→ Task prompt
Where does the string "ActivityState" occur in the entries below? Copy every line where it does.

→ Raw data
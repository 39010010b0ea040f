use snappr_core::config::ProtocolKind;
use snappr_core::{NodeId, TimeDelta};
use snappr_nic::ActivityState;

use crate::*;

#[test]
fn test_port_utilization_over_a_single_transfer() {
    let mut config = config(ProtocolKind::DirectPut, 1_000);
    config.stats.epoch_ps = 40_000;
    let mut sim = sim(&config);
    sim.post_recv(NodeId(1), recv_spec(10_000, 0)).unwrap();
    sim.send_at(ps(20_000), send_args(10_000, 0));
    sim.run().unwrap();
    sim.run_until(ps(200_000)).unwrap();

    let report = sim.report();
    let tx = &report.endpoints[0].ports[0];
    assert_eq!(tx.active, TimeDelta::from_ps(100_000));
    assert_eq!(tx.idle, TimeDelta::from_ps(100_000));
    assert_eq!(tx.stalled, TimeDelta::ZERO);
    assert_eq!(tx.bytes_sent, 10_000);
    assert_eq!(tx.packets_sent, 7);

    // 40 ns buckets: idle until 20000, active until 120000.
    assert_eq!(tx.calendar.len(), 5);
    assert_eq!(tx.calendar[0].idle_ps, 20_000);
    assert_eq!(tx.calendar[0].active_ps, 20_000);
    assert_eq!(tx.calendar[2].active_ps, 40_000);
    assert_eq!(tx.calendar[3].active_ps, 0);
    assert_eq!(tx.calendar[3].idle_ps, 40_000);

    let port = sim.endpoint(NodeId(0)).unwrap().nic().port_state(snappr_core::Port(0));
    assert_eq!(port, Some(ActivityState::Idle));
}

#[test]
fn test_report_json_shape() {
    let mut config = config(ProtocolKind::Eager, 1_000);
    config.workload.endpoints = 3;
    let mut sim = sim(&config);
    let workload = snappr_sim::ring(&mut sim, &config.workload).unwrap();
    sim.run().unwrap();
    assert_eq!(workload.incomplete(), 0);

    let json = serde_json::to_value(sim.report()).unwrap();
    assert_eq!(json["pending_events"], 0);
    let endpoints = json["endpoints"].as_array().unwrap();
    assert_eq!(endpoints.len(), 3);
    for ep in endpoints {
        assert_eq!(ep["protocol"], "eager");
        assert_eq!(ep["flows_issued"], 8);
        assert_eq!(ep["receives_finalized"], 8);
        assert_eq!(ep["sends_in_flight"].as_array().unwrap().len(), 0);
        assert_eq!(ep["credit_outstanding"][0], 0);
        assert!(ep["ports"][0]["bytes_sent"].as_u64().unwrap() >= 8 * 65_536);
    }
}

→ Response below
use snappr_nic::ActivityState;
    assert_eq!(port, Some(ActivityState::Idle));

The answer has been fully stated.